Which of the lines below mention the word "from"? Pull each one out.

[[ MATERIALS PROVIDED, beginning ]]

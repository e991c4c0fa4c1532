// Adapters layer: concrete implementations of the compliance service port.

pub mod http;
pub mod mock;

pub use http::HttpComplianceClient;
pub use mock::MockComplianceService;
pub mod cli;
pub mod toml_config;

use crate::domain::model::PublishMode;
#[cfg(feature = "cli")]
use crate::utils::error::{PublishError, Result};
#[cfg(feature = "cli")]
use crate::utils::validation::Validate;
use std::path::{Path, PathBuf};

/// 這次執行要跑哪些階段
#[derive(Debug, Clone, Default, PartialEq, Eq)]
pub struct RunOptions {
    pub ensure_dictionaries: bool,
    pub inject: bool,
    pub increment_version: bool,
    pub publish: Option<PublishMode>,
    pub preview: bool,
    pub fallback_to_import: bool,
}

impl RunOptions {
    pub fn patches_rule_pack(&self) -> bool {
        self.inject || self.increment_version
    }

    pub fn needs_rule_pack(&self) -> bool {
        self.patches_rule_pack() || self.publish.is_some()
    }
}

#[cfg(feature = "cli")]
#[derive(Debug, Clone, clap::Parser)]
#[command(name = "sit-publish")]
#[command(about = "Sync keyword dictionaries and publish the SIT rule pack")]
pub struct CliConfig {
    /// Repository root (defaults to the tool's own directory)
    #[arg(long)]
    pub root: Option<PathBuf>,

    /// Configuration file, relative to the root unless absolute
    #[arg(long, default_value = toml_config::DEFAULT_CONFIG_FILE)]
    pub config: PathBuf,

    /// Create or update the keyword dictionaries
    #[arg(long)]
    pub ensure_dictionaries: bool,

    /// Replace placeholder identities in the rule pack
    #[arg(long)]
    pub inject: bool,

    /// Increment the build component of the rule pack version
    #[arg(long)]
    pub increment_version: bool,

    /// Import the rule pack as a new package
    #[arg(long, conflicts_with = "update")]
    pub import: bool,

    /// Update the existing rule package
    #[arg(long)]
    pub update: bool,

    /// Preview changes without writing files or mutating remote objects
    #[arg(long, visible_alias = "dry-run")]
    pub what_if: bool,

    /// Fall back to import when the update target does not exist
    #[arg(long)]
    pub fallback_to_import: Option<bool>,

    /// Emit JSON logs
    #[arg(long)]
    pub log_json: bool,

    #[arg(long, help = "Enable verbose output")]
    pub verbose: bool,
}

#[cfg(feature = "cli")]
impl CliConfig {
    pub fn root_dir(&self) -> PathBuf {
        self.root
            .clone()
            .unwrap_or_else(|| PathBuf::from(env!("CARGO_MANIFEST_DIR")))
    }

    pub fn config_path(&self) -> PathBuf {
        resolve_under(&self.root_dir(), &self.config)
    }

    fn any_phase_selected(&self) -> bool {
        self.ensure_dictionaries || self.inject || self.increment_version || self.import || self.update
    }

    /// 沒有指定任何階段時，預設執行 ensure-dictionaries + inject
    pub fn run_options(&self, default_fallback: bool) -> RunOptions {
        let (ensure_dictionaries, inject) = if self.any_phase_selected() {
            (self.ensure_dictionaries, self.inject)
        } else {
            (true, true)
        };

        let publish = if self.import {
            Some(PublishMode::Import)
        } else if self.update {
            Some(PublishMode::Update)
        } else {
            None
        };

        RunOptions {
            ensure_dictionaries,
            inject,
            increment_version: self.increment_version,
            publish,
            preview: self.what_if,
            fallback_to_import: self.fallback_to_import.unwrap_or(default_fallback),
        }
    }
}

#[cfg(feature = "cli")]
impl Validate for CliConfig {
    fn validate(&self) -> Result<()> {
        let root = self.root_dir();
        if !root.is_dir() {
            return Err(PublishError::missing_path(
                "repository root",
                root.display().to_string(),
            ));
        }
        if self.import && self.update {
            return Err(PublishError::ConfigValidationError {
                field: "--import/--update".to_string(),
                message: "choose either --import or --update".to_string(),
            });
        }
        Ok(())
    }
}

pub fn resolve_under(root: &Path, path: &Path) -> PathBuf {
    if path.is_absolute() {
        path.to_path_buf()
    } else {
        root.join(path)
    }
}
#[cfg(test)]
mod tests {

    use crate::render::headless::{HeadlessScene, HeadlessNode};
    use super::*;

    const MESH: MeshId = MeshId(10);

    fn new_item(scene: &mut HeadlessScene, item_type: ItemType, config: &ItemConfig) -> Item<HeadlessNode> {
        Item::new(item_type, Vec3::new(5.0, 0.0, 5.0), Vec3::Y, MESH, 0, scene, config)
    }

    #[test]
    fn construction() {

        let mut scene = HeadlessScene::new();
        let config = ItemConfig { bubblegum_counter: 3, ..Default::default() };

        let item = new_item(&mut scene, ItemType::Banana, &config);
        assert!(!item.is_collected());
        assert_eq!(item.original_type(), None);
        assert_eq!(item.disappear_counter(), -1);
        assert_eq!(item.event_handler(), None);
        assert_eq!(item.node().position(), Vec3::new(5.0, 0.0, 5.0));
        assert_eq!(item.node().mesh(), MESH);
        assert!(item.node().has_automatic_culling());

        let gum = new_item(&mut scene, ItemType::Bubblegum, &config);
        assert_eq!(gum.disappear_counter(), 3);

        assert_eq!(scene.live_nodes(), 2);
        drop(item);
        drop(gum);
        assert_eq!(scene.live_nodes(), 0);

    }

    #[test]
    fn rotate_by_type() {

        let mut scene = HeadlessScene::new();
        let config = ItemConfig::default();

        for item_type in ItemType::ALL {
            let item = new_item(&mut scene, item_type, &config);
            assert_eq!(item.rotates(), item_type != ItemType::Bubblegum);
        }

        let mut item = new_item(&mut scene, ItemType::NitroBig, &config);
        item.set_type(ItemType::Bubblegum);
        assert!(!item.rotates());
        item.set_type(ItemType::NitroSmall);
        assert!(item.rotates());

    }

    #[test]
    fn collect_and_return() {

        let mut scene = HeadlessScene::new();
        let config = ItemConfig::default();
        let kart = KartRegistry::new().insert();

        let mut item = new_item(&mut scene, ItemType::BonusBox, &config);
        item.collected(kart, 2.0);
        assert!(item.is_collected());
        assert!(!item.node().is_visible());
        assert_eq!(item.event_handler(), Some(kart));

        // 1.75 seconds, still hidden but growing.
        for _ in 0..7 {
            item.update(0.25);
            assert!(item.is_collected());
        }

        // Exactly 2 seconds, the delay is not yet exceeded.
        item.update(0.25);
        assert!(item.is_collected());

        item.update(0.25);
        assert!(!item.is_collected());
        assert_eq!(item.node().scale(), Vec3::ONE);
        assert!(item.node().is_visible());

    }

    #[test]
    fn grow_in() {

        let mut scene = HeadlessScene::new();
        let config = ItemConfig::default();
        let kart = KartRegistry::new().insert();

        let mut item = new_item(&mut scene, ItemType::NitroSmall, &config);
        item.collected(kart, 2.0);

        // Still outside of the last second, stay hidden.
        item.update(0.5);
        assert_eq!(item.time_till_return(), 1.5);
        assert!(!item.node().is_visible());

        item.update(0.75);
        assert_eq!(item.time_till_return(), 0.75);
        assert!(item.node().is_visible());
        assert_eq!(item.node().scale(), Vec3::splat(0.25));

        item.update(0.5);
        assert_eq!(item.node().scale(), Vec3::splat(0.75));

    }

    #[test]
    fn negative_return_delay() {

        let mut scene = HeadlessScene::new();
        let config = ItemConfig::default();
        let kart = KartRegistry::new().insert();

        let mut item = new_item(&mut scene, ItemType::Banana, &config);
        item.collected(kart, -1.0);
        assert!(item.is_collected());
        item.update(0.0);
        assert!(!item.is_collected());

    }

    #[test]
    fn bubblegum_counter() {

        let mut scene = HeadlessScene::new();
        let config = ItemConfig { bubblegum_counter: 2, ..Default::default() };
        let kart = KartRegistry::new().insert();

        let mut gum = new_item(&mut scene, ItemType::Bubblegum, &config);

        for expected in [1, 0] {
            gum.collected(kart, 2.0);
            assert_eq!(gum.disappear_counter(), expected);
            assert_eq!(gum.time_till_return(), -1.0);
            assert_eq!(gum.deactivate_time(), BUBBLEGUM_DEACTIVATE_TIME);
            assert!(gum.node().is_visible());
            gum.update(0.0);
            assert!(!gum.is_collected());
            assert!(!gum.is_used_up());
        }

        // Counter exhausted, the bubblegum is now collected like any other item.
        gum.collected(kart, 2.0);
        assert!(gum.is_used_up());
        assert_eq!(gum.disappear_counter(), 0);
        assert_eq!(gum.time_till_return(), 2.0);
        assert!(!gum.node().is_visible());
        gum.update(1.0);
        assert!(gum.is_collected());

    }

    #[test]
    fn rotation_wraps() {

        let mut scene = HeadlessScene::new();
        let config = ItemConfig::default();

        let mut item = new_item(&mut scene, ItemType::BonusBox, &config);
        let mut expected = 0.0;

        for _ in 0..9 {
            item.update(0.5);
            expected = (expected + 90.0) % 360.0;
            let yaw = item.node().rotation().y;
            assert!((0.0..360.0).contains(&yaw));
            assert_eq!(yaw, expected);
        }

        // A single long step spins more than a full turn.
        item.update(2.5);
        assert_eq!(item.node().rotation().y, 180.0);

        // Pitch and roll are never touched by the spin.
        assert!(item.node().rotation().x.abs() < 1e-4);
        assert!(item.node().rotation().z.abs() < 1e-4);

        let mut gum = new_item(&mut scene, ItemType::Bubblegum, &config);
        gum.update(0.5);
        assert_eq!(gum.node().rotation().y, 0.0);

    }

    #[test]
    fn switch_last_write_wins() {

        let mut scene = HeadlessScene::new();
        let config = ItemConfig::default();

        let mut item = new_item(&mut scene, ItemType::BonusBox, &config);
        item.switch_to(ItemType::Banana, MeshId(11));
        assert_eq!(item.original_type(), Some(ItemType::BonusBox));
        assert_eq!(item.node().mesh(), MeshId(11));

        item.switch_to(ItemType::Bubblegum, MeshId(12));
        assert!(!item.rotates());

        // Only the type preceding the last switch is remembered.
        item.switch_back();
        assert_eq!(item.item_type(), ItemType::Banana);
        assert_eq!(item.original_type(), None);
        assert_eq!(item.node().mesh(), MESH);
        assert!(item.rotates());

        item.switch_back();
        assert_eq!(item.item_type(), ItemType::Banana);
        assert_eq!(item.original_type(), None);
        assert_eq!(item.node().mesh(), MESH);

    }

    #[test]
    fn reset_pristine() {

        let mut scene = HeadlessScene::new();
        let config = ItemConfig { bubblegum_counter: 2, ..Default::default() };
        let kart = KartRegistry::new().insert();

        let mut gum = new_item(&mut scene, ItemType::Bubblegum, &config);
        gum.collected(kart, 2.0);
        gum.collected(kart, 2.0);
        gum.collected(kart, 3.0);
        gum.update(2.5);
        assert!(gum.is_collected());
        assert!(gum.is_used_up());
        assert_ne!(gum.node().scale(), Vec3::ONE);

        gum.reset(&config);
        assert!(!gum.is_collected());
        assert!(!gum.is_used_up());
        assert_eq!(gum.time_till_return(), 0.0);
        assert_eq!(gum.deactivate_time(), 0.0);
        assert_eq!(gum.original_type(), None);
        assert_eq!(gum.disappear_counter(), 2);
        assert_eq!(gum.node().scale(), Vec3::ONE);
        assert!(gum.node().is_visible());

        let mut item = new_item(&mut scene, ItemType::Banana, &config);
        item.switch_to(ItemType::Bubblegum, MeshId(12));
        item.set_parent(kart);
        item.reset(&config);
        assert_eq!(item.item_type(), ItemType::Banana);
        assert_eq!(item.original_type(), None);
        assert_eq!(item.disappear_counter(), -1);
        assert_eq!(item.deactivate_time(), 0.0);
        assert_eq!(item.node().mesh(), MESH);

    }

    #[test]
    fn parent_cannot_hit() {

        let mut scene = HeadlessScene::new();
        let config = ItemConfig::default();
        let mut karts = KartRegistry::new();
        let dropper = karts.insert();
        let other = karts.insert();

        let mut gum = new_item(&mut scene, ItemType::Bubblegum, &config);
        let pos = gum.position();
        gum.set_parent(dropper);
        assert_eq!(gum.deactivate_time(), DROP_DEACTIVATE_TIME);

        assert!(!gum.hit_kart(dropper, pos));
        assert!(gum.hit_kart(other, pos));
        assert!(!gum.hit_kart(other, pos + Vec3::new(2.0, 0.0, 0.0)));

        gum.update(1.0);
        assert!(!gum.hit_kart(dropper, pos));
        gum.update(1.0);
        assert!(gum.deactivate_time() < 0.0);
        assert!(gum.hit_kart(dropper, pos));

        // Removing the kart from the race leaves the item without handler.
        assert_eq!(gum.event_handler_in(&karts), Some(dropper));
        karts.remove(dropper);
        assert_eq!(gum.event_handler_in(&karts), None);

    }

    #[test]
    fn explosion_policy() {

        let mut scene = HeadlessScene::new();
        let config = ItemConfig::default();

        let mut banana = new_item(&mut scene, ItemType::Banana, &config);
        let mut boxed = new_item(&mut scene, ItemType::BonusBox, &config);
        let pos = banana.position();

        assert_eq!(banana.handle_explosion(pos + Vec3::new(10.0, 0.0, 0.0), &config), ExplosionReaction::Ignored);
        assert_eq!(boxed.handle_explosion(pos, &config), ExplosionReaction::Ignored);
        assert_eq!(banana.handle_explosion(pos, &config), ExplosionReaction::BlownAway);
        assert!(banana.is_collected());
        assert!(!banana.node().is_visible());
        assert_eq!(banana.handle_explosion(pos, &config), ExplosionReaction::Ignored);

    }

    #[test]
    fn parse_type() {
        assert_eq!("item".parse::<ItemType>().unwrap(), ItemType::BonusBox);
        assert_eq!("small-nitro".parse::<ItemType>().unwrap(), ItemType::NitroSmall);
        for item_type in ItemType::ALL {
            assert_eq!(item_type.name().parse::<ItemType>().unwrap(), item_type);
        }
        assert!(matches!("anvil".parse::<ItemType>(), Err(PlacementError::UnknownType(_))));
    }

}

[[ MATERIALS PROVIDED, end ]]

• _FINAL ANSWER_:
            .unwrap_or_else(|| PathBuf::from(env!("CARGO_MANIFEST_DIR")))
        // Removing the kart from the race leaves the item without handler.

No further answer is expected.